Can A Government Finance Itself Simply By Issuing Money?

Can A Government Finance Itself Simply By Issuing Money?
July 31, 2015

(This item originally appeared at on July 31, 2015.)

A popular notion these days, particularly among the “Modern Monetary Theory” types, is that a government can finance itself simply by printing money, thus relieving itself of any need to raise taxes.

For example–this, written in 2013: “Governments with the power to issue their own currency are always solvent, and can afford to buy anything for sale in their domestic unit of account even though they may face inflationary and political constraints.”

Is this possible? Sort of. But, not really.

A government can certainly make pieces of paper with politicians’ heads on them, in very large numbers. But, it does not take very much abuse of this ability before people are not particularly interested in giving valuable goods and services in trade for these bits of paper anymore. If we look at the history of all the currencies in the world since 1949, we find that “hyperinflation,” at least of the milder definition of the term adopted by the International Accounting Standards Board, is so common as to be near-ubiquitous.

There is a certain profit inherent in producing money, known as “seignorage.” The word derives from the French seigneur, which means “lord.” Money is a useful good just like any other useful good, such as a lightbulb or an automobile. It is useful in monetary transactions, and thus we want to have some. Unlike an automobile, the cost of producing money is virtually nil, and the profit margin is near 100%.
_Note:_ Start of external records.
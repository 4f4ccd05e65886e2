use serde::{Deserialize, Serialize};
use thiserror::Error;

/// Error types for Last.fm API operations.
///
/// Every request ends in exactly one of these outcomes when it does not
/// succeed. Transport problems, payloads that do not match any expected
/// shape, and failures reported by Last.fm itself are kept apart so callers
/// can react to each one differently.
///
/// # Error Handling Examples
///
/// ```rust,no_run
/// use lastfm_api::{ArtistTopParams, LastFmClient, LastFmError, ServiceErrorKind};
///
/// # async fn example(client: LastFmClient) {
/// let params = ArtistTopParams::new("Cafe Tacvba");
/// match client.artist_top_tracks(&params).await {
///     Ok(page) => println!("{} tracks", page.items.len()),
///     Err(LastFmError::Service { kind: ServiceErrorKind::InvalidApiKey, .. }) => {
///         eprintln!("Check LASTFM_API_KEY");
///     }
///     Err(LastFmError::Service { kind, message }) => eprintln!("{kind:?}: {message}"),
///     Err(LastFmError::Http(msg)) => eprintln!("Network error: {msg}"),
///     Err(e) => eprintln!("Other error: {e}"),
/// }
/// # }
/// ```
#[derive(Error, Debug)]
pub enum LastFmError {
    /// HTTP/network related errors.
    ///
    /// No response was obtained: connection failures, DNS errors, TLS errors
    /// or a body that could not be read. This layer never retries them.
    #[error("HTTP error: {0}")]
    Http(String),

    /// A response arrived but matched neither the success shape nor the
    /// error envelope.
    #[error("Malformed response: {0}")]
    Malformed(#[from] DecodeError),

    /// Last.fm answered with its own error envelope.
    ///
    /// `message` is passed through verbatim from the server.
    #[error("Last.fm service error ({kind:?}): {message}")]
    Service {
        /// Classified error code
        kind: ServiceErrorKind,
        /// Server-supplied, human-readable message
        message: String,
    },

    /// Invalid client configuration (missing API key, unreadable config file).
    #[error("Configuration error: {0}")]
    Config(String),

    /// File system I/O errors.
    #[error("IO error: {0}")]
    Io(#[from] std::io::Error),
}

impl LastFmError {
    /// The service error kind, if this is a service error.
    pub fn service_kind(&self) -> Option<ServiceErrorKind> {
        match self {
            LastFmError::Service { kind, .. } => Some(*kind),
            _ => None,
        }
    }
}

/// Reasons a payload failed to decode.
///
/// Field names are dotted paths from the document root, e.g.
/// `toptracks.track[1].duration`.
#[derive(Error, Debug)]
pub enum DecodeError {
    /// The body was not JSON at all.
    #[error("invalid JSON: {0}")]
    Json(#[from] serde_json::Error),

    #[error("missing field `{field}`")]
    MissingField { field: String },

    /// The field exists but has the wrong JSON type (e.g. a native number
    /// where Last.fm always sends a string).
    #[error("field `{field}` has unexpected type, expected {expected}")]
    UnexpectedType {
        field: String,
        expected: &'static str,
    },

    #[error("malformed field `{field}`: {value:?} is not {expected}")]
    MalformedField {
        field: String,
        value: String,
        expected: &'static str,
    },

    /// A date object was present but none of its encodings parsed.
    #[error("field `{field}` holds no parseable date")]
    InvalidDate { field: String },

    #[error("missing results container `{0}`")]
    MissingContainer(String),

    #[error("missing items key in `{0}`")]
    MissingItemsKey(String),

    /// More than one candidate items key in a search result.
    #[error("ambiguous items key, candidates: {0:?}")]
    AmbiguousItemsKey(Vec<String>),
}

impl DecodeError {
    pub(crate) fn missing(field: impl Into<String>) -> Self {
        DecodeError::MissingField {
            field: field.into(),
        }
    }

    pub(crate) fn unexpected(field: impl Into<String>, expected: &'static str) -> Self {
        DecodeError::UnexpectedType {
            field: field.into(),
            expected,
        }
    }

    pub(crate) fn malformed(
        field: impl Into<String>,
        value: impl Into<String>,
        expected: &'static str,
    ) -> Self {
        DecodeError::MalformedField {
            field: field.into(),
            value: value.into(),
            expected,
        }
    }

    /// The field path this error points at, when there is one.
    pub fn field(&self) -> Option<&str> {
        match self {
            DecodeError::MissingField { field }
            | DecodeError::UnexpectedType { field, .. }
            | DecodeError::MalformedField { field, .. }
            | DecodeError::InvalidDate { field } => Some(field),
            DecodeError::MissingContainer(key) | DecodeError::MissingItemsKey(key) => Some(key),
            DecodeError::Json(_) | DecodeError::AmbiguousItemsKey(_) => None,
        }
    }
}

/// Closed set of Last.fm error codes.
///
/// See <https://www.last.fm/api/errorcodes>. Codes this crate does not know
/// about are kept in [`ServiceErrorKind::Unknown`].
#[derive(Debug, Clone, Copy, PartialEq, Eq, Hash, Serialize, Deserialize)]
pub enum ServiceErrorKind {
    InvalidService,
    InvalidMethod,
    AuthenticationFailed,
    InvalidFormat,
    InvalidParameters,
    InvalidResource,
    OperationFailed,
    InvalidSessionKey,
    InvalidApiKey,
    ServiceOffline,
    InvalidMethodSignature,
    TemporaryError,
    SuspendedApiKey,
    RateLimitExceeded,
    Unknown(i64),
}

impl ServiceErrorKind {
    pub fn from_code(code: i64) -> Self {
        match code {
            2 => ServiceErrorKind::InvalidService,
            3 => ServiceErrorKind::InvalidMethod,
            4 => ServiceErrorKind::AuthenticationFailed,
            5 => ServiceErrorKind::InvalidFormat,
            6 => ServiceErrorKind::InvalidParameters,
            7 => ServiceErrorKind::InvalidResource,
            8 => ServiceErrorKind::OperationFailed,
            9 => ServiceErrorKind::InvalidSessionKey,
            10 => ServiceErrorKind::InvalidApiKey,
            11 => ServiceErrorKind::ServiceOffline,
            13 => ServiceErrorKind::InvalidMethodSignature,
            16 => ServiceErrorKind::TemporaryError,
            26 => ServiceErrorKind::SuspendedApiKey,
            29 => ServiceErrorKind::RateLimitExceeded,
            other => ServiceErrorKind::Unknown(other),
        }
    }

    pub fn code(&self) -> i64 {
        match self {
            ServiceErrorKind::InvalidService => 2,
            ServiceErrorKind::InvalidMethod => 3,
            ServiceErrorKind::AuthenticationFailed => 4,
            ServiceErrorKind::InvalidFormat => 5,
            ServiceErrorKind::InvalidParameters => 6,
            ServiceErrorKind::InvalidResource => 7,
            ServiceErrorKind::OperationFailed => 8,
            ServiceErrorKind::InvalidSessionKey => 9,
            ServiceErrorKind::InvalidApiKey => 10,
            ServiceErrorKind::ServiceOffline => 11,
            ServiceErrorKind::InvalidMethodSignature => 13,
            ServiceErrorKind::TemporaryError => 16,
            ServiceErrorKind::SuspendedApiKey => 26,
            ServiceErrorKind::RateLimitExceeded => 29,
            ServiceErrorKind::Unknown(code) => *code,
        }
    }
}

#[cfg(test)]
mod tests {
    use super::*;

    #[test]
    fn test_known_codes_round_trip() {
        for code in [2, 3, 4, 5, 6, 7, 8, 9, 10, 11, 13, 16, 26, 29] {
            let kind = ServiceErrorKind::from_code(code);
            assert!(!matches!(kind, ServiceErrorKind::Unknown(_)), "code {code}");
            assert_eq!(kind.code(), code);
        }
    }

    #[test]
    fn test_unknown_code_is_preserved() {
        assert_eq!(ServiceErrorKind::from_code(42), ServiceErrorKind::Unknown(42));
        assert_eq!(ServiceErrorKind::Unknown(42).code(), 42);
    }

    #[test]
    fn test_decode_error_names_field() {
        let err = DecodeError::malformed("track.duration", "abc", "an unsigned integer");
        assert_eq!(err.field(), Some("track.duration"));
        assert!(err.to_string().contains("track.duration"));
        assert!(err.to_string().contains("abc"));
    }
}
Today, this “seignorage” takes the form of the interest income earned on the reserves of currency issuers, which today are generally central banks. The reserves are usually government bonds, although other assets and direct lending are also quite common. These assets are purchased with newly-created money. You could consider the assets themselves (the “reserves”) as accumulated profit, but they normally need to be kept as reserves against the possibility of a decline in demand for base money, which would entail the sale of reserve assets to maintain currency value. So, they are not quite assets that one can do with as one pleases.

Today, the seignorage income of the Federal Reserve is officially paid back to the U.S. Treasury. In 2013, these payments supposedly came to $77.7 billion. I personally doubt such payments are actually made, because those that set up the Federal Reserve were not in the charitable business of helping the Federal government fund itself—as documented in books such as The Creature from Jekyll Island, by G. Edward Griffin. And if that $77.7 billion doesn’t go to the Treasury, where does it go? But, those are just my own personal suspicions.

If the Fed is actually making such payments to the Treasury, then the Treasury is already the beneficiary of all of the profits from currency issuance. In this case, the interest payments on the debt simply round-trip back to the Treasury. The real “profit” is the ability to issue what amounts to semi-perpetual no-interest debt. “Semi-perpetual no-interest debt” is a lot like free money. Recently, the Fed held about $4.45 trillion of debt, which is historically a very high number in proportion to nominal U.S. GDP.

Thus, the Treasury has been able to “finance” $4.45 trillion of spending essentially by printing money, via the Fed. This is not $4.45 trillion per year, but $4.45 trillion cumulatively, in all of history. The practical per-year figures can jump around a lot, but, with considerable smoothing, might roughly coincide with nominal GDP. So, if we make a very large number of assumptions including nominal GDP growth of perhaps 5% per year, then perhaps this total monetary base could also expand by perhaps 5% without debauching the currency, which means about $223 billion per year.

So, we can postulate that the Federal government could finance something like $223 billion per year essentially through the mechanism of money printing. That is a meaningful amount of money, but it certainly does not cover Federal spending of roughly $3.504 trillion in 2014.

However, the Federal government used to be a lot smaller. In 1910, before the introduction of the Federal income tax in 1913, Federal spending was around 3% of GDP. Today, that would be around $531 billion. This is still more than $223 billion, but we can see that it is in the same ballpark. We could almost fund the Federal government of 1910 with seignorage income alone. So, you can see how these kinds of ideas would have emerged, in the nineteenth century.

There is another sort of “money,” which is checkable bank deposits. This is not really money, I have argued, because it is not actually usable in payment. It is really a form of debt. But, it is commonly a non-interest-bearing form of debt, which is actually a lot like the money-creation methods of the Federal Reserve, and which might be of some interest to a government that wants to finance itself through these sorts of means. U.S. banking system demand deposits amount to $1.206 trillion today. Not enough to move the needle much, alas. Interest-bearing savings deposits (including small time deposits and money-market funds) come to an additional $7.888 trillion, which is a lot. However, the interest paid here is probably pretty close to the yield on shorter-term government debt, so there wouldn’t be much advantage to be had there in terms of seignorage income.

The “Modern Monetary Theory” people don’t really have much to go on. I am intrigued that such ideas – which are hardly “modern,” and have been around forever — are popular today at all. People don’t embrace such things because they make sense, but because they want them to make sense. Otherwise, the very high levels of government debt today might be a real problem.